*** Data records Section Begins ***

// SPDX-FileCopyrightText: 2025-2026 RAprogramm <andrey.rozanov.vl@gmail.com>
// SPDX-License-Identifier: MIT

//! `FieldType` implementation for derived structs.
//!
//! A derived struct is a composite `Struct` kind. Nested records are mapped
//! by name, so a record of another shape (an entity field feeding a DTO
//! field) converts the same way top-level projection does.

use proc_macro2::TokenStream;
use quote::quote;

use super::parse::ModelDef;

/// Generate the `FieldType` impl.
pub fn generate(model: &ModelDef) -> TokenStream {
    let krate = model.krate();
    let ident = &model.ident;

    quote! {
        #[automatically_derived]
        impl #krate::FieldType for #ident {
            fn kind() -> #krate::TypeKind {
                #krate::TypeKind::Struct
            }

            fn to_value(&self) -> #krate::Value {
                #krate::Value::Record(#krate::Model::to_record(self))
            }

            fn from_value(
                value: &#krate::Value,
                policy: #krate::MappingPolicy
            ) -> #krate::MappingResult<::core::option::Option<Self>> {
                match value {
                    #krate::Value::Record(record) => {
                        #krate::mapping::map_record::<Self>(record, policy).map(::core::option::Option::Some)
                    }
                    #krate::Value::Null => ::core::result::Result::Ok(::core::option::Option::None),
                    other => #krate::kind::unconvertible(&#krate::TypeKind::Struct, other, policy)
                }
            }
        }
    }
}
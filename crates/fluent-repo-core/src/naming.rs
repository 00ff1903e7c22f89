// SPDX-FileCopyrightText: 2025-2026 RAprogramm <andrey.rozanov.vl@gmail.com>
// SPDX-License-Identifier: MIT

//! Column, association and table name resolution.
//!
//! # Column Priority
//!
//! | Priority | Source | Example |
//! |----------|--------|---------|
//! | 1 | `projection` tag | `#[model(projection = "u.name")]` |
//! | 2 | persistence `column` tag | `#[model(column = "login")]` |
//! | 3 | serialization name, first comma segment | `#[serde(rename = "userName")]` |
//! | 4 | derived name | `UserID` → `user_i_d` |
//!
//! Empty tags are ignored. A serialization tag marked as skip falls through
//! to the derived name.
//!
//! The derived name is letter-by-letter: an underscore is inserted before
//! every uppercase letter except the first character, then the whole string
//! is lower-cased. Acronyms are not treated as words.

use crate::shape::{FieldTags, SerializationTag};

/// Derive a column name from a declared field name.
///
/// # Example
///
/// ```rust
/// use fluent_repo_core::naming::derived_column_name;
///
/// assert_eq!(derived_column_name("UserID"), "user_i_d");
/// assert_eq!(derived_column_name("Name"), "name");
/// assert_eq!(derived_column_name("created_at"), "created_at");
/// ```
#[must_use]
pub fn derived_column_name(name: &str) -> String {
    let mut out = String::with_capacity(name.len() + 4);
    for (i, ch) in name.chars().enumerate() {
        if i > 0 && ch.is_ascii_uppercase() {
            out.push('_');
        }
        out.push(ch);
    }
    out.to_lowercase()
}

/// Resolve the storage column for a field from its tags.
///
/// Always succeeds; falls back to [`derived_column_name`].
#[must_use]
pub fn column_name(name: &str, tags: &FieldTags) -> String {
    if let Some(projection) = non_empty(tags.projection.as_deref()) {
        return projection.to_string();
    }
    if let Some(column) = non_empty(tags.column.as_deref()) {
        return column.to_string();
    }
    if let Some(SerializationTag::Name(serialized)) = &tags.serialization
        && let Some(first) = non_empty(serialized.split(',').next())
    {
        return first.to_string();
    }
    derived_column_name(name)
}

/// Resolve the association name used to preload a composite field.
///
/// The `preload` tag wins; otherwise the declared name is used verbatim.
#[must_use]
pub fn association_name(name: &str, tags: &FieldTags) -> String {
    non_empty(tags.preload.as_deref()).unwrap_or(name).to_string()
}

/// Default table name for a type: derived name plus `s`.
///
/// ```rust
/// use fluent_repo_core::naming::table_name;
///
/// assert_eq!(table_name("User"), "users");
/// assert_eq!(table_name("OrderItem"), "order_items");
/// ```
#[must_use]
pub fn table_name(type_name: &str) -> String {
    let mut table = derived_column_name(type_name);
    table.push('s');
    table
}

fn non_empty(value: Option<&str>) -> Option<&str> {
    value.filter(|v| !v.is_empty())
}
// SPDX-FileCopyrightText: 2025-2026 RAprogramm <andrey.rozanov.vl@gmail.com>
// SPDX-License-Identifier: MIT

//! Tests for model parsing.
//!
//! Tests use `syn::parse_quote!` to build struct definitions, then check the
//! parsed `ModelDef`:
//!
//! ```rust,ignore
//! let input: DeriveInput = syn::parse_quote! {
//!     #[model(table = "people")]
//!     pub struct Person { pub id: i64 }
//! };
//! let model = ModelDef::from_derive_input(&input).unwrap();
//! assert_eq!(model.table.as_deref(), Some("people"));
//! ```

use syn::DeriveInput;

use super::{ModelDef, Serialization, default_crate_path};

fn parse(input: DeriveInput) -> ModelDef {
    ModelDef::from_derive_input(&input).unwrap()
}

#[test]
fn default_crate_path_is_core() {
    let path = default_crate_path();
    let path_str = quote::quote!(#path).to_string();
    assert!(path_str.contains("fluent_repo_core"));
}

#[test]
fn struct_attributes() {
    let model = parse(syn::parse_quote! {
        #[model(table = "people", identifiable, crate = "::fluent_repo")]
        pub struct Person {
            pub id: i64
        }
    });
    assert_eq!(model.name_str(), "Person");
    assert_eq!(model.table.as_deref(), Some("people"));
    assert!(model.identifiable);
    let path = &model.krate;
    let path_str = quote::quote!(#path).to_string();
    assert!(path_str.ends_with("fluent_repo"));
}

#[test]
fn defaults_without_attributes() {
    let model = parse(syn::parse_quote! {
        pub struct Person {
            pub id: i64
        }
    });
    assert_eq!(model.table, None);
    assert!(!model.identifiable);
    assert_eq!(model.fields.len(), 1);
}

#[test]
fn private_and_skipped_fields_are_not_exported() {
    let model = parse(syn::parse_quote! {
        pub struct Account {
            pub id: i64,
            secret: String,
            pub(crate) internal: u8,
            #[model(skip)]
            pub cache: String,
            pub name: String
        }
    });
    let names: Vec<String> = model.fields.iter().map(|f| f.name_str()).collect();
    assert_eq!(names, ["id", "name"]);
}

#[test]
fn field_model_attributes() {
    let model = parse(syn::parse_quote! {
        pub struct Order {
            #[model(primary_key, column = "order_code")]
            pub code: String,
            #[model(projection = "total_cents")]
            pub total: i64,
            #[model(preload = "Lines.Product")]
            pub lines: Vec<Line>,
            #[model(embedded)]
            pub audit: Audit
        }
    });
    let code = &model.fields[0];
    assert!(code.primary_key);
    assert_eq!(code.column.as_deref(), Some("order_code"));
    assert_eq!(model.fields[1].projection.as_deref(), Some("total_cents"));
    assert_eq!(model.fields[2].preload.as_deref(), Some("Lines.Product"));
    assert!(model.fields[3].embedded);
}

#[test]
fn serde_attributes_are_read() {
    let model = parse(syn::parse_quote! {
        pub struct Contact {
            #[serde(rename = "mail", default)]
            pub email: String,
            #[serde(rename(serialize = "ph", deserialize = "phone_number"))]
            pub phone: String,
            #[serde(skip_serializing_if = "Option::is_none")]
            pub fax: Option<String>,
            #[serde(skip)]
            pub hidden: String,
            #[serde(flatten)]
            pub base: Base
        }
    });
    assert_eq!(model.fields[0].serialization, Some(Serialization::Name("mail".into())));
    assert_eq!(model.fields[1].serialization, Some(Serialization::Name("ph".into())));
    assert_eq!(model.fields[2].serialization, None);
    assert_eq!(model.fields[3].serialization, Some(Serialization::Skip));
    assert!(model.fields[4].embedded);
}

#[test]
fn raw_identifiers_are_unprefixed() {
    let model = parse(syn::parse_quote! {
        pub struct Token {
            pub r#type: String
        }
    });
    assert_eq!(model.fields[0].name_str(), "type");
}

#[test]
fn unknown_model_key_is_rejected() {
    let input: DeriveInput = syn::parse_quote! {
        pub struct Bad {
            #[model(colum = "x")]
            pub id: i64
        }
    };
    let err = ModelDef::from_derive_input(&input).unwrap_err();
    assert!(err.to_string().contains("unknown model attribute"));
}

#[test]
fn unknown_struct_key_is_rejected() {
    let input: DeriveInput = syn::parse_quote! {
        #[model(tabel = "x")]
        pub struct Bad {
            pub id: i64
        }
    };
    assert!(ModelDef::from_derive_input(&input).is_err());
}

#[test]
fn enums_are_rejected() {
    let input: DeriveInput = syn::parse_quote! {
        pub enum Status { Active, Inactive }
    };
    assert!(ModelDef::from_derive_input(&input).is_err());
}

#[test]
fn tuple_structs_are_rejected() {
    let input: DeriveInput = syn::parse_quote! {
        pub struct Pair(pub i64, pub String);
    };
    assert!(ModelDef::from_derive_input(&input).is_err());
}

#[test]
fn unit_structs_are_rejected() {
    let input: DeriveInput = syn::parse_quote! {
        pub struct Marker;
    };
    assert!(ModelDef::from_derive_input(&input).is_err());
}

#[test]
fn generic_structs_are_rejected() {
    let input: DeriveInput = syn::parse_quote! {
        pub struct Wrapper<T> {
            pub inner: T
        }
    };
    let err = ModelDef::from_derive_input(&input).unwrap_err();
    assert!(err.to_string().contains("generic"));
}
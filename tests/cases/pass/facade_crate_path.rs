// SPDX-FileCopyrightText: 2025-2026 RAprogramm <andrey.rozanov.vl@gmail.com>
// SPDX-License-Identifier: MIT

use fluent_repo::Model;

#[derive(Debug, Default, Model)]
#[model(crate = "::fluent_repo")]
pub struct Label {
    pub text: String,
}

#[derive(Debug, Default, Model)]
#[model(crate = "::fluent_repo")]
pub struct Board {
    pub id: u64,
    pub labels: Vec<Label>,
}

fn main() {
    assert_eq!(Board::shape().len(), 2);
    assert_eq!(Label::shape().table(), "labels");
}
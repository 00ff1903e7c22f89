// SPDX-FileCopyrightText: 2025-2026 RAprogramm <andrey.rozanov.vl@gmail.com>
// SPDX-License-Identifier: MIT

//! Type classification and value conversion for field types.
//!
//! Every field of a [`Model`](crate::Model) must implement [`FieldType`].
//! The trait reports the field's [`TypeKind`] (which decides whether the
//! field is selected as a column or loaded as an association) and converts
//! the field to and from a dynamic [`Value`].
//!
//! # Type Mapping
//!
//! | Rust Type | Kind | Notes |
//! |-----------|------|-------|
//! | `bool` | `Bool` | |
//! | `i8` .. `i64`, `isize` | `I8` .. `Isize` | |
//! | `u8` .. `u64`, `usize` | `U8` .. `Usize` | |
//! | `f32`, `f64` | `F32`, `F64` | |
//! | `String` | `String` | |
//! | `Option<T>` | `Pointer(T)` | `None` is nil |
//! | `Box<T>` | kind of `T` | Transparent |
//! | `Vec<T>` | `Slice(T)` | |
//! | `BTreeMap<String, V>`, `HashMap<String, V>` | `Map` | |
//! | `#[derive(Model)]` struct | `Struct` | |
//!
//! # Conversion
//!
//! Numeric values convert between every numeric kind with `as` semantics.
//! Strings convert only to strings and booleans only to booleans.
//! [`Value::Null`] never converts: the destination keeps its zero value.

use std::{
    collections::{BTreeMap, HashMap},
    fmt
};

use crate::{
    error::{MappingError, MappingResult},
    mapping::MappingPolicy,
    value::Value
};

/// Kind of a field type.
#[derive(Debug, Clone, PartialEq, Eq, Hash)]
pub enum TypeKind {
    /// `bool`
    Bool,
    /// `i8`
    I8,
    /// `i16`
    I16,
    /// `i32`
    I32,
    /// `i64`
    I64,
    /// `isize`
    Isize,
    /// `u8`
    U8,
    /// `u16`
    U16,
    /// `u32`
    U32,
    /// `u64`
    U64,
    /// `usize`
    Usize,
    /// `f32`
    F32,
    /// `f64`
    F64,
    /// `String`
    String,
    /// A struct with its own shape.
    Struct,
    /// Optional value, the pointer form.
    Pointer(Box<TypeKind>),
    /// Sequence of elements.
    Slice(Box<TypeKind>),
    /// String-keyed map.
    Map,
    /// Anything else.
    Other
}

impl TypeKind {
    /// Check if this kind is basic: string, bool, integer or float.
    ///
    /// Pointers are never basic; call [`pointee`](Self::pointee) first to
    /// classify the pointee.
    #[must_use]
    pub const fn is_basic(&self) -> bool {
        matches!(
            self,
            Self::Bool
                | Self::I8
                | Self::I16
                | Self::I32
                | Self::I64
                | Self::Isize
                | Self::U8
                | Self::U16
                | Self::U32
                | Self::U64
                | Self::Usize
                | Self::F32
                | Self::F64
                | Self::String
        )
    }

    /// Check if this kind is composite (not basic).
    #[must_use]
    pub const fn is_composite(&self) -> bool {
        !self.is_basic()
    }

    /// Check if this kind is an integer of any width or signedness.
    #[must_use]
    pub const fn is_integer(&self) -> bool {
        matches!(
            self,
            Self::I8
                | Self::I16
                | Self::I32
                | Self::I64
                | Self::Isize
                | Self::U8
                | Self::U16
                | Self::U32
                | Self::U64
                | Self::Usize
        )
    }

    /// Strip every pointer layer.
    #[must_use]
    pub fn pointee(&self) -> &Self {
        match self {
            Self::Pointer(inner) => inner.pointee(),
            other => other
        }
    }

    /// Short kind name for diagnostics.
    #[must_use]
    pub fn name(&self) -> String {
        match self {
            Self::Bool => "bool".into(),
            Self::I8 => "i8".into(),
            Self::I16 => "i16".into(),
            Self::I32 => "i32".into(),
            Self::I64 => "i64".into(),
            Self::Isize => "isize".into(),
            Self::U8 => "u8".into(),
            Self::U16 => "u16".into(),
            Self::U32 => "u32".into(),
            Self::U64 => "u64".into(),
            Self::Usize => "usize".into(),
            Self::F32 => "f32".into(),
            Self::F64 => "f64".into(),
            Self::String => "string".into(),
            Self::Struct => "struct".into(),
            Self::Pointer(inner) => format!("*{}", inner.name()),
            Self::Slice(inner) => format!("[]{}", inner.name()),
            Self::Map => "map".into(),
            Self::Other => "other".into()
        }
    }
}

impl fmt::Display for TypeKind {
    fn fmt(&self, f: &mut fmt::Formatter<'_>) -> fmt::Result {
        f.write_str(&self.name())
    }
}

/// Check if a field kind is basic.
///
/// Shorthand for [`TypeKind::is_basic`].
#[must_use]
pub const fn is_basic(kind: &TypeKind) -> bool {
    kind.is_basic()
}

/// Conversion between a Rust field type and [`Value`].
///
/// `from_value` returns `Ok(None)` when the value cannot be converted and
/// the policy is [`MappingPolicy::BestEffort`]; the caller then leaves the
/// field at its zero value. Under [`MappingPolicy::Strict`] the same
/// situation is [`MappingError::Unconvertible`]. `Null` is always
/// `Ok(None)`.
pub trait FieldType: Sized + Default {
    /// Kind of this type.
    fn kind() -> TypeKind;

    /// Convert to a dynamic value.
    fn to_value(&self) -> Value;

    /// Convert from a dynamic value.
    ///
    /// # Errors
    ///
    /// Returns an error under [`MappingPolicy::Strict`] when the value kind
    /// is incompatible, or when a nested element or record fails.
    fn from_value(value: &Value, policy: MappingPolicy) -> MappingResult<Option<Self>>;
}

/// Outcome for a value that does not convert to `kind`.
///
/// # Errors
///
/// Returns [`MappingError::Unconvertible`] under [`MappingPolicy::Strict`].
pub fn unconvertible<T>(kind: &TypeKind, found: &Value, policy: MappingPolicy) -> MappingResult<Option<T>> {
    match policy {
        MappingPolicy::BestEffort => Ok(None),
        MappingPolicy::Strict => Err(MappingError::Unconvertible {
            expected: kind.name(),
            found:    found.kind_name()
        })
    }
}

macro_rules! numeric_field_type {
    ($($ty:ty => $kind:ident),* $(,)?) => {
        $(
            impl FieldType for $ty {
                fn kind() -> TypeKind {
                    TypeKind::$kind
                }

                fn to_value(&self) -> Value {
                    Value::from(*self)
                }

                #[allow(
                    clippy::cast_possible_truncation,
                    clippy::cast_sign_loss,
                    clippy::cast_lossless,
                    clippy::unnecessary_cast
                )]
                fn from_value(value: &Value, policy: MappingPolicy) -> MappingResult<Option<Self>> {
                    match value {
                        Value::Null => Ok(None),
                        Value::Int(v) => Ok(Some(*v as $ty)),
                        Value::UInt(v) => Ok(Some(*v as $ty)),
                        Value::Float(v) => Ok(Some(*v as $ty)),
                        other => unconvertible(&Self::kind(), other, policy)
                    }
                }
            }
        )*
    };
}

numeric_field_type! {
    i8 => I8,
    i16 => I16,
    i32 => I32,
    i64 => I64,
    isize => Isize,
    u8 => U8,
    u16 => U16,
    u32 => U32,
    u64 => U64,
    usize => Usize,
    f32 => F32,
    f64 => F64,
}

impl FieldType for bool {
    fn kind() -> TypeKind {
        TypeKind::Bool
    }

    fn to_value(&self) -> Value {
        Value::Bool(*self)
    }

    fn from_value(value: &Value, policy: MappingPolicy) -> MappingResult<Option<Self>> {
        match value {
            Value::Null => Ok(None),
            Value::Bool(b) => Ok(Some(*b)),
            other => unconvertible(&Self::kind(), other, policy)
        }
    }
}

impl FieldType for String {
    fn kind() -> TypeKind {
        TypeKind::String
    }

    fn to_value(&self) -> Value {
        Value::String(self.clone())
    }

    fn from_value(value: &Value, policy: MappingPolicy) -> MappingResult<Option<Self>> {
        match value {
            Value::Null => Ok(None),
            Value::String(s) => Ok(Some(s.clone())),
            other => unconvertible(&Self::kind(), other, policy)
        }
    }
}

impl<T: FieldType> FieldType for Option<T> {
    fn kind() -> TypeKind {
        TypeKind::Pointer(Box::new(T::kind()))
    }

    fn to_value(&self) -> Value {
        self.as_ref().map_or(Value::Null, FieldType::to_value)
    }

    fn from_value(value: &Value, policy: MappingPolicy) -> MappingResult<Option<Self>> {
        if value.is_null() {
            return Ok(None);
        }
        Ok(T::from_value(value, policy)?.map(Some))
    }
}

impl<T: FieldType> FieldType for Box<T> {
    fn kind() -> TypeKind {
        T::kind()
    }

    fn to_value(&self) -> Value {
        self.as_ref().to_value()
    }

    fn from_value(value: &Value, policy: MappingPolicy) -> MappingResult<Option<Self>> {
        Ok(T::from_value(value, policy)?.map(Box::new))
    }
}

impl<T: FieldType> FieldType for Vec<T> {
    fn kind() -> TypeKind {
        TypeKind::Slice(Box::new(T::kind()))
    }

    fn to_value(&self) -> Value {
        Value::List(self.iter().map(FieldType::to_value).collect())
    }

    /// Elements convert independently; an unconvertible element is left at
    /// its zero value so the output keeps the input's length.
    fn from_value(value: &Value, policy: MappingPolicy) -> MappingResult<Option<Self>> {
        match value {
            Value::Null => Ok(None),
            Value::List(items) => {
                let mut out = Self::with_capacity(items.len());
                for (index, item) in items.iter().enumerate() {
                    let element = T::from_value(item, policy).map_err(|e| MappingError::Element {
                        index,
                        source: Box::new(e)
                    })?;
                    out.push(element.unwrap_or_default());
                }
                Ok(Some(out))
            }
            other => unconvertible(&Self::kind(), other, policy)
        }
    }
}

fn map_entries<V: FieldType>(
    value: &Value,
    policy: MappingPolicy
) -> MappingResult<Option<Vec<(String, V)>>> {
    match value {
        Value::Null => Ok(None),
        Value::Map(entries) => {
            let mut out = Vec::with_capacity(entries.len());
            for (key, entry) in entries {
                let converted = V::from_value(entry, policy).map_err(|e| MappingError::Field {
                    field:  key.clone(),
                    source: Box::new(e)
                })?;
                out.push((key.clone(), converted.unwrap_or_default()));
            }
            Ok(Some(out))
        }
        other => unconvertible(&TypeKind::Map, other, policy)
    }
}

impl<V: FieldType> FieldType for BTreeMap<String, V> {
    fn kind() -> TypeKind {
        TypeKind::Map
    }

    fn to_value(&self) -> Value {
        Value::Map(self.iter().map(|(k, v)| (k.clone(), v.to_value())).collect())
    }

    fn from_value(value: &Value, policy: MappingPolicy) -> MappingResult<Option<Self>> {
        Ok(map_entries(value, policy)?.map(|entries| entries.into_iter().collect()))
    }
}

impl<V: FieldType> FieldType for HashMap<String, V> {
    fn kind() -> TypeKind {
        TypeKind::Map
    }

    fn to_value(&self) -> Value {
        Value::Map(self.iter().map(|(k, v)| (k.clone(), v.to_value())).collect())
    }

    fn from_value(value: &Value, policy: MappingPolicy) -> MappingResult<Option<Self>> {
        Ok(map_entries(value, policy)?.map(|entries| entries.into_iter().collect()))
    }
}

*** Data records Section Ends ***

→ **Aim of the task**:
List each line of the records that holds the string "index".

→ **The answer**:
                for (index, item) in items.iter().enumerate() {
                        index,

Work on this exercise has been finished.